Entzug der kirchlichen Lehrerlaubnis für Hasenhüttl

 

Trier/Saarbrücken (ddp-rps). Der bereits suspendierte Saarbrücker Priester und Theologieprofessor Gotthold Hasenhüttl darf nicht mehr unterrichten. Mit dem Entzug der kirchlichen Lehrerlaubnis habe der zuständige Trierer Bischof Reinhard Marx auf die Suspendierung «das Sahnehäubchen draufgesetzt», sagte Hasenhüttl am Mittwoch auf ddp-Anfrage. Bischof Marx habe ihn im Mai, Juni und Anfang Dezember in verschiedenen Schreiben aufgefordert, zu bereuen und ihm ein Ultimatum bis zum 10. Dezember gesetzt.

 

Hasenhüttl war von Marx suspendiert worden, weil er auf dem Ökumenischen Kirchentag in Berlin im Mai 2003 bei einer inoffiziellen gemeinsamen Abendmahlfeier auch Protestanten in die Eucharistie einbezogen hatte.

 

Nach Ansicht von Hasenhüttl wollte Bischof Marx mit dem Entzug der Lehrerlaubnis ein Exempel statuieren, um seine Autorität zu untermauern.

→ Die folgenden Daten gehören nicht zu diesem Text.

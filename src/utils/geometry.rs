use std::fmt;
use std::marker::PhantomData;

/// Type-level marker for the logical coordinate space (global compositor space)
#[derive(Debug)]
pub struct Logical;

/// Type-level marker for the physical coordinate space (pixels of an output mode)
#[derive(Debug)]
pub struct Physical;

/// Type-level marker for raw coordinates (millimeters of a physical device or display)
#[derive(Debug)]
pub struct Raw;

/// Type-level marker for device coordinates normalized to the unit square
///
/// Absolute-coordinate events (touch, tablet, absolute pointer motion) are recorded in
/// this space by the translator, so that the compositor thread can map them through
/// whatever output the device ends up bound to.
#[derive(Debug)]
pub struct Normalized;

/// Trait for types serving as a coordinate for other geometry utils
pub trait Coordinate:
    Sized + Copy + PartialEq + PartialOrd + std::ops::Add<Output = Self> + std::ops::Sub<Output = Self>
{
    /// Access this value as an `f64`
    fn to_f64(self) -> f64;
    /// Create this value from an `f64`, rounding to the nearest representable value
    fn from_f64(v: f64) -> Self;
}

impl Coordinate for f64 {
    #[inline]
    fn to_f64(self) -> f64 {
        self
    }

    #[inline]
    fn from_f64(v: f64) -> Self {
        v
    }
}

impl Coordinate for i32 {
    #[inline]
    fn to_f64(self) -> f64 {
        self as f64
    }

    #[inline]
    fn from_f64(v: f64) -> Self {
        v.round() as i32
    }
}

/// A point as defined by its x and y coordinates
pub struct Point<N, Kind> {
    /// horizontal coordinate
    pub x: N,
    /// vertical coordinate
    pub y: N,
    _kind: PhantomData<Kind>,
}

impl<N: Coordinate, Kind> Point<N, Kind> {
    /// Convert the underlying numerical type to `f64` for floating point manipulations
    #[inline]
    pub fn to_f64(self) -> Point<f64, Kind> {
        (self.x.to_f64(), self.y.to_f64()).into()
    }

    /// Upscale this point by a scale factor
    #[inline]
    pub fn upscale(self, scale: f64) -> Point<N, Kind> {
        (
            N::from_f64(self.x.to_f64() * scale),
            N::from_f64(self.y.to_f64() * scale),
        )
            .into()
    }

    /// Downscale this point by a scale factor
    #[inline]
    pub fn downscale(self, scale: f64) -> Point<N, Kind> {
        (
            N::from_f64(self.x.to_f64() / scale),
            N::from_f64(self.y.to_f64() / scale),
        )
            .into()
    }
}

impl<Kind> Point<f64, Kind> {
    /// Round this point to the nearest integer coordinates
    #[inline]
    pub fn to_i32_round(self) -> Point<i32, Kind> {
        (self.x.round() as i32, self.y.round() as i32).into()
    }
}

impl<N: Coordinate, Kind> std::ops::Add for Point<N, Kind> {
    type Output = Point<N, Kind>;

    #[inline]
    fn add(self, other: Point<N, Kind>) -> Point<N, Kind> {
        (self.x + other.x, self.y + other.y).into()
    }
}

impl<N: Coordinate, Kind> std::ops::Sub for Point<N, Kind> {
    type Output = Point<N, Kind>;

    #[inline]
    fn sub(self, other: Point<N, Kind>) -> Point<N, Kind> {
        (self.x - other.x, self.y - other.y).into()
    }
}

impl<N: Coordinate, Kind> std::ops::AddAssign for Point<N, Kind> {
    #[inline]
    fn add_assign(&mut self, rhs: Point<N, Kind>) {
        *self = *self + rhs;
    }
}

impl<N, Kind> From<(N, N)> for Point<N, Kind> {
    #[inline]
    fn from((x, y): (N, N)) -> Point<N, Kind> {
        Point {
            x,
            y,
            _kind: PhantomData,
        }
    }
}

impl<N: fmt::Debug, Kind> fmt::Debug for Point<N, Kind> {
    fn fmt(&self, f: &mut fmt::Formatter<'_>) -> fmt::Result {
        f.debug_struct("Point")
            .field("x", &self.x)
            .field("y", &self.y)
            .finish()
    }
}

impl<N: Clone, Kind> Clone for Point<N, Kind> {
    fn clone(&self) -> Self {
        Point {
            x: self.x.clone(),
            y: self.y.clone(),
            _kind: PhantomData,
        }
    }
}

impl<N: Copy, Kind> Copy for Point<N, Kind> {}

impl<N: PartialEq, Kind> PartialEq for Point<N, Kind> {
    fn eq(&self, other: &Self) -> bool {
        self.x == other.x && self.y == other.y
    }
}

impl<N: Default, Kind> Default for Point<N, Kind> {
    fn default() -> Self {
        Point {
            x: N::default(),
            y: N::default(),
            _kind: PhantomData,
        }
    }
}

/// A size as defined by its width and height
pub struct Size<N, Kind> {
    /// horizontal dimension
    pub w: N,
    /// vertical dimension
    pub h: N,
    _kind: PhantomData<Kind>,
}

impl<N: Coordinate, Kind> Size<N, Kind> {
    /// Convert the underlying numerical type to `f64` for floating point manipulations
    #[inline]
    pub fn to_f64(self) -> Size<f64, Kind> {
        (self.w.to_f64(), self.h.to_f64()).into()
    }

    /// Downscale this size by a scale factor
    #[inline]
    pub fn downscale(self, scale: f64) -> Size<N, Kind> {
        (
            N::from_f64(self.w.to_f64() / scale),
            N::from_f64(self.h.to_f64() / scale),
        )
            .into()
    }
}

impl<N, Kind> From<(N, N)> for Size<N, Kind> {
    #[inline]
    fn from((w, h): (N, N)) -> Size<N, Kind> {
        Size {
            w,
            h,
            _kind: PhantomData,
        }
    }
}

impl<N: fmt::Debug, Kind> fmt::Debug for Size<N, Kind> {
    fn fmt(&self, f: &mut fmt::Formatter<'_>) -> fmt::Result {
        f.debug_struct("Size")
            .field("w", &self.w)
            .field("h", &self.h)
            .finish()
    }
}

impl<N: Clone, Kind> Clone for Size<N, Kind> {
    fn clone(&self) -> Self {
        Size {
            w: self.w.clone(),
            h: self.h.clone(),
            _kind: PhantomData,
        }
    }
}

impl<N: Copy, Kind> Copy for Size<N, Kind> {}

impl<N: PartialEq, Kind> PartialEq for Size<N, Kind> {
    fn eq(&self, other: &Self) -> bool {
        self.w == other.w && self.h == other.h
    }
}

impl<N: Default, Kind> Default for Size<N, Kind> {
    fn default() -> Self {
        Size {
            w: N::default(),
            h: N::default(),
            _kind: PhantomData,
        }
    }
}

/// A rectangle defined by its top-left corner and dimensions
pub struct Rectangle<N, Kind> {
    /// Location of the top-left corner of the rectangle
    pub loc: Point<N, Kind>,
    /// Size of the rectangle, as (width, height)
    pub size: Size<N, Kind>,
}

impl<N: Coordinate, Kind> Rectangle<N, Kind> {
    /// Create a new [`Rectangle`] from its location and size
    #[inline]
    pub fn new(loc: Point<N, Kind>, size: Size<N, Kind>) -> Self {
        Rectangle { loc, size }
    }

    /// Smallest rectangle containing both `self` and `other`
    pub fn merge(self, other: Self) -> Self {
        let x = if self.loc.x < other.loc.x { self.loc.x } else { other.loc.x };
        let y = if self.loc.y < other.loc.y { self.loc.y } else { other.loc.y };
        let x2_a = self.loc.x + self.size.w;
        let x2_b = other.loc.x + other.size.w;
        let x2 = if x2_a > x2_b { x2_a } else { x2_b };
        let y2_a = self.loc.y + self.size.h;
        let y2_b = other.loc.y + other.size.h;
        let y2 = if y2_a > y2_b { y2_a } else { y2_b };
        Rectangle {
            loc: (x, y).into(),
            size: (x2 - x, y2 - y).into(),
        }
    }
}

impl<N: fmt::Debug, Kind> fmt::Debug for Rectangle<N, Kind> {
    fn fmt(&self, f: &mut fmt::Formatter<'_>) -> fmt::Result {
        f.debug_struct("Rectangle")
            .field("loc", &self.loc)
            .field("size", &self.size)
            .finish()
    }
}

impl<N: Clone, Kind> Clone for Rectangle<N, Kind> {
    fn clone(&self) -> Self {
        Rectangle {
            loc: self.loc.clone(),
            size: self.size.clone(),
        }
    }
}

impl<N: Copy, Kind> Copy for Rectangle<N, Kind> {}

impl<N: PartialEq, Kind> PartialEq for Rectangle<N, Kind> {
    fn eq(&self, other: &Self) -> bool {
        self.loc == other.loc && self.size == other.size
    }
}

impl<N: Default, Kind> Default for Rectangle<N, Kind> {
    fn default() -> Self {
        Rectangle {
            loc: Default::default(),
            size: Default::default(),
        }
    }
}

/// Possible transformations to two-dimensional planes
#[derive(Debug, PartialEq, Eq, Hash, Clone, Copy, Default)]
pub enum Transform {
    /// Identity transformation (plane is unaltered when applied)
    #[default]
    Normal,
    /// Plane is rotated by 90 degrees
    Rotated90,
    /// Plane is rotated by 180 degrees
    Rotated180,
    /// Plane is rotated by 270 degrees
    Rotated270,
    /// Plane is flipped vertically
    Flipped,
    /// Plane is flipped vertically and rotated by 90 degrees
    Flipped90,
    /// Plane is flipped vertically and rotated by 180 degrees
    Flipped180,
    /// Plane is flipped vertically and rotated by 270 degrees
    Flipped270,
}

impl Transform {
    /// Inverts any 90-degree transformation into 270-degree transformations and vise versa.
    ///
    /// Flipping is preserved and 180/Normal transformation are uneffected.
    #[inline]
    pub fn invert(&self) -> Transform {
        match self {
            Transform::Normal => Transform::Normal,
            Transform::Flipped => Transform::Flipped,
            Transform::Rotated90 => Transform::Rotated270,
            Transform::Rotated180 => Transform::Rotated180,
            Transform::Rotated270 => Transform::Rotated90,
            Transform::Flipped90 => Transform::Flipped270,
            Transform::Flipped180 => Transform::Flipped180,
            Transform::Flipped270 => Transform::Flipped90,
        }
    }

    /// Maps a point of an input-device coordinate space into an area of the given size
    /// by applying this transformation.
    ///
    /// Flipped variants share the mapping of their base rotation; a flip swaps which
    /// edge of the glass the device counts from, not where the contact lands on the
    /// plane.
    pub fn transform_point_in<N: Coordinate, Kind>(
        &self,
        point: Point<N, Kind>,
        area: &Size<N, Kind>,
    ) -> Point<N, Kind> {
        match *self {
            Transform::Normal | Transform::Flipped => point,
            Transform::Rotated90 | Transform::Flipped90 => (area.h - point.y, point.x).into(),
            Transform::Rotated180 | Transform::Flipped180 => {
                (area.w - point.x, area.h - point.y).into()
            }
            Transform::Rotated270 | Transform::Flipped270 => (point.y, area.w - point.x).into(),
        }
    }

    /// Transformed size after applying this transformation.
    pub fn transform_size<N: Coordinate, Kind>(&self, size: Size<N, Kind>) -> Size<N, Kind> {
        if *self == Transform::Rotated90
            || *self == Transform::Rotated270
            || *self == Transform::Flipped90
            || *self == Transform::Flipped270
        {
            (size.h, size.w).into()
        } else {
            size
        }
    }

    /// Returns true if the transformation would flip contents
    pub fn flipped(&self) -> bool {
        !matches!(
            self,
            Transform::Normal | Transform::Rotated90 | Transform::Rotated180 | Transform::Rotated270
        )
    }

    /// Returns the angle (in degrees) of the transformation
    #[inline]
    pub fn degrees(&self) -> u32 {
        match self {
            Transform::Normal | Transform::Flipped => 0,
            Transform::Rotated90 | Transform::Flipped90 => 90,
            Transform::Rotated180 | Transform::Flipped180 => 180,
            Transform::Rotated270 | Transform::Flipped270 => 270,
        }
    }
}

#[cfg(test)]
mod tests {
    use super::{Physical, Point, Size, Transform};

    const ALL: [Transform; 8] = [
        Transform::Normal,
        Transform::Rotated90,
        Transform::Rotated180,
        Transform::Rotated270,
        Transform::Flipped,
        Transform::Flipped90,
        Transform::Flipped180,
        Transform::Flipped270,
    ];

    #[test]
    fn transform_point_roundtrip() {
        let area: Size<i32, Physical> = (1920, 1080).into();
        let point: Point<i32, Physical> = (271, 643).into();
        for transform in ALL {
            let transformed_area = transform.transform_size(area);
            let mapped = transform.transform_point_in(point, &area);
            let back = transform.invert().transform_point_in(mapped, &transformed_area);
            assert_eq!(back, point, "{transform:?}");
        }
    }

    #[test]
    fn rotated_270_maps_origin_to_mode_width(){
        let area: Size<i32, Physical> = (1920, 1080).into();
        let mapped = Transform::Rotated270.transform_point_in(Point::from((0, 0)), &area);
        assert_eq!(mapped, Point::from((0, 1920)));
    }

    #[test]
    fn flipped_variants_share_base_rotation() {
        let area: Size<i32, Physical> = (800, 600).into();
        let point: Point<i32, Physical> = (10, 20).into();
        assert_eq!(
            Transform::Flipped90.transform_point_in(point, &area),
            Transform::Rotated90.transform_point_in(point, &area),
        );
        assert_eq!(
            Transform::Flipped.transform_point_in(point, &area),
            Transform::Normal.transform_point_in(point, &area),
        );
    }
}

Der Trierer Bischof habe kurz vor dem Katholikentag in Mai in Saarbrücken ein Zeichen setzen und noch einmal eine klare Grenze zwischen Katholiken und Protestanten ziehen wollen, sagte der 72-Jährige. Der Entzug der kirchlichen Lehrerlaubnis treffe ihn zwar, aber er habe Pläne für die Zukunft, die von dem Lehrverbot nicht berührt würden. Er werde Vorträge halten und Bücher schreiben.

 

Da Hasenhüttl mehrfach geäußert habe, dass er nicht einlenken wolle, habe sich Bischof Marx dazu gezwungen gesehen, teilte das Bistum Trier am Mittwoch mit. Wer in gravierenden Dingen im Dissens zur kirchlichen Autorität stehe und nicht bereit sei, die kirchliche Ordnung zu beachten, der könne nicht im Namen der Kirche lehren, begründete Bischof Marx seinen Schritt in einem Schreiben von Montag.